Dalam rilis yang diterima SuaraMasjid, Kamis (3/11), BEM SI mengkritik sikap presiden terkait penegakan hukum atas kasus penistaan al-Qur’an dan ulama oleh Gubernur DKI Jakarta Basuki Tjahaya Purnama alias Ahok. BEM SI meminta supaya presiden bersikap bijak dan tegas, bukan menunjukan sikap keberpihakan terhadap pelaku yang merusak prinsip ke-bhinnekaan, nasionalisme, dan stabilitas sosial.

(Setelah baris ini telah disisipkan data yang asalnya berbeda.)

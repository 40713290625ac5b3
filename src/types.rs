//! Coin and chain selectors shared by every request.

use serde::{Deserialize, Serialize};
use std::fmt;
use std::str::FromStr;

/// Cryptocurrency network targeted by a client.
#[derive(Clone, Copy, Debug, PartialEq, Eq, Hash, Serialize, Deserialize)]
#[serde(rename_all = "lowercase")]
pub enum Coin {
    /// Bitcoin.
    Btc,
    /// Litecoin.
    Ltc,
    /// Dogecoin.
    Doge,
    /// BlockCypher's own test coin.
    Bcy,
}

impl Coin {
    /// Path segment used in request URLs (e.g. `"btc"`).
    pub fn as_str(&self) -> &'static str {
        match self {
            Self::Btc => "btc",
            Self::Ltc => "ltc",
            Self::Doge => "doge",
            Self::Bcy => "bcy",
        }
    }
}

impl fmt::Display for Coin {
    fn fmt(&self, f: &mut fmt::Formatter<'_>) -> fmt::Result {
        f.write_str(self.as_str())
    }
}

impl FromStr for Coin {
    type Err = UnknownVariant;

    fn from_str(s: &str) -> Result<Self, Self::Err> {
        match s {
            "btc" => Ok(Self::Btc),
            "ltc" => Ok(Self::Ltc),
            "doge" => Ok(Self::Doge),
            "bcy" => Ok(Self::Bcy),
            other => Err(UnknownVariant::new("coin", other)),
        }
    }
}

/// Network variant of a coin.
///
/// Not every coin has every chain (e.g. `bcy` only has `test`, `btc` uses `test3`).
/// Combinations are not checked locally; the API rejects unsupported ones.
#[derive(Clone, Copy, Debug, PartialEq, Eq, Hash, Serialize, Deserialize)]
#[serde(rename_all = "lowercase")]
pub enum Chain {
    Main,
    Test,
    Test3,
}

impl Chain {
    /// Path segment used in request URLs (e.g. `"main"`).
    pub fn as_str(&self) -> &'static str {
        match self {
            Self::Main => "main",
            Self::Test => "test",
            Self::Test3 => "test3",
        }
    }
}

impl fmt::Display for Chain {
    fn fmt(&self, f: &mut fmt::Formatter<'_>) -> fmt::Result {
        f.write_str(self.as_str())
    }
}

impl FromStr for Chain {
    type Err = UnknownVariant;

    fn from_str(s: &str) -> Result<Self, Self::Err> {
        match s {
            "main" => Ok(Self::Main),
            "test" => Ok(Self::Test),
            "test3" => Ok(Self::Test3),
            other => Err(UnknownVariant::new("chain", other)),
        }
    }
}

/// Returned when a string does not name a known [`Coin`] or [`Chain`].
#[derive(Clone, Debug, PartialEq, Eq, thiserror::Error)]
#[error("unknown {kind}: {value:?}")]
pub struct UnknownVariant {
    pub kind: &'static str,
    pub value: String,
}

impl UnknownVariant {
    fn new(kind: &'static str, value: &str) -> Self {
        Self {
            kind,
            value: value.to_string(),
        }
    }
}

#[cfg(test)]
mod tests {
    use super::*;

    #[test]
    fn test_coin_parse_and_display() {
        for coin in [Coin::Btc, Coin::Ltc, Coin::Doge, Coin::Bcy] {
            assert_eq!(coin.as_str().parse::<Coin>(), Ok(coin));
            assert_eq!(coin.to_string(), coin.as_str());
        }

        let err = "eth".parse::<Coin>().unwrap_err();
        assert_eq!(err.kind, "coin");
        assert_eq!(err.to_string(), "unknown coin: \"eth\"");
    }

    #[test]
    fn test_chain_parse_and_display() {
        for chain in [Chain::Main, Chain::Test, Chain::Test3] {
            assert_eq!(chain.as_str().parse::<Chain>(), Ok(chain));
        }
        assert!("Main".parse::<Chain>().is_err());
    }

    #[test]
    fn test_serde_uses_path_segments() {
        assert_eq!(serde_json::to_string(&Coin::Doge).unwrap(), "\"doge\"");
        let chain: Chain = serde_json::from_str("\"test3\"").unwrap();
        assert_eq!(chain, Chain::Test3);
    }
}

Oleh karena itu, BEM SI menyampaikan beberapa sikapnya;
Pertama, mengecam tindakan Basuki Cahya Purnama yang mengkebiri ke-bhinneka-an dan semangat nasionalisme karena telah menistakan agama Islam sebagai salah satu agama yang diakui konstitusi.
Kedua, menuntut presiden dan aparat penegak hukum untuk bersikap tegas dan segera menjatuhkan hukuman yang adil sesuai konstitusi, guna mengembalikan stabilitas Negara.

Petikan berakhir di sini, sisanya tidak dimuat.